C’était la première fois que Lilwen revenait à Lòmëanor depuis l’attaque que Persée et elle-même avait repoussé dans le bourg, quelques jours plus tôt. La jeune femme avait dû déployer des trésors de persuasion pour convaincre sa Liée qu’elle ne risquait rien et qu’il y avait bien peu de chance que les morts-qui-marchent s’en prennent de nouveau à la petite ville. Un compromis avait finalement été trouvé, Sethyl chasserait dans la sylve non loin pendant qu’elle-même écouterait les ragots dans l’une des nombreuses tavernes.

Vêtue comme n’importe quelle voyageuse, la demi-sang pénétra La Croisée des Kaerls et retrouva cette atmosphère si caractéristique qui lui manquait parfois au Màr. Lorsqu’elle était encore en Undòmë, ce genre de taverne était son antre, là où elle avait pris bon nombre de marchés, conclut un nombre conséquent d’affaire et même quelques fois assassiner quelques personnes… Loin de se sentir effrayée ou encore dérangée par les odeurs caractéristiques, elle avait l’impression de retrouver un lieu chaleureux et immuable, que toutes les attaques de morts-qui-marchent ne pourraient changés. Et malgré tout ce qui lui était arrivé ces derniers temps, elle retrouva le sourire et son humeur s’améliora de manière significative.

Elle commanda une assiette de ragoût qu’elle mangea à sa table en faisant passer le tout avec une bonne pinte de bière, laissant trainer ses oreilles indiscrètes. Elle apprit ainsi qu’il faudrait des semaines avant de parvenir à remettre les quartiers en l’état après l’attaque, que la situation au Kaerl Céleste ne s’améliorait pas et que le tavernier avait de grande chance d’être cocu. Lorsqu’il vint lui ôter son assiette vide, elle en profita pour commander une bouteille de son meilleur rhum de Qahra, qu’elle savait fameux.

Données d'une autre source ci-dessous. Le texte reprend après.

//! File type detection

#[derive(Debug, Clone, Copy, PartialEq, Eq)]
pub enum FileType {
    Pdf,
    Text,
    Markdown,
    Docx,
    LegacyDoc,
    Unknown,
}

impl FileType {
    pub fn from_extension(ext: &str) -> Self {
        match ext.to_lowercase().as_str() {
            "pdf" => FileType::Pdf,
            "txt" => FileType::Text,
            "md" | "markdown" => FileType::Markdown,
            "docx" => FileType::Docx,
            "doc" => FileType::LegacyDoc,
            _ => FileType::Unknown,
        }
    }
}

Deux verres plus tard, alors même que l’alcool commençait déjà à faire son œuvre avec une douceur exquise et coutumière, une voix couvrit celle des autres mais elle n’y prêta aucune attention jusqu’à ce que son verre manqua de se renverser lorsqu’un daim de belle taille, fraichement tué, fut brutalement déposé sur sa table. L’espace d’un instant, elle écarquilla les yeux, trop surprise pour parler avant que l’homme à qui appartenait cette chasse ne s’asseye en face d’elle et ait l’audace de s’inviter.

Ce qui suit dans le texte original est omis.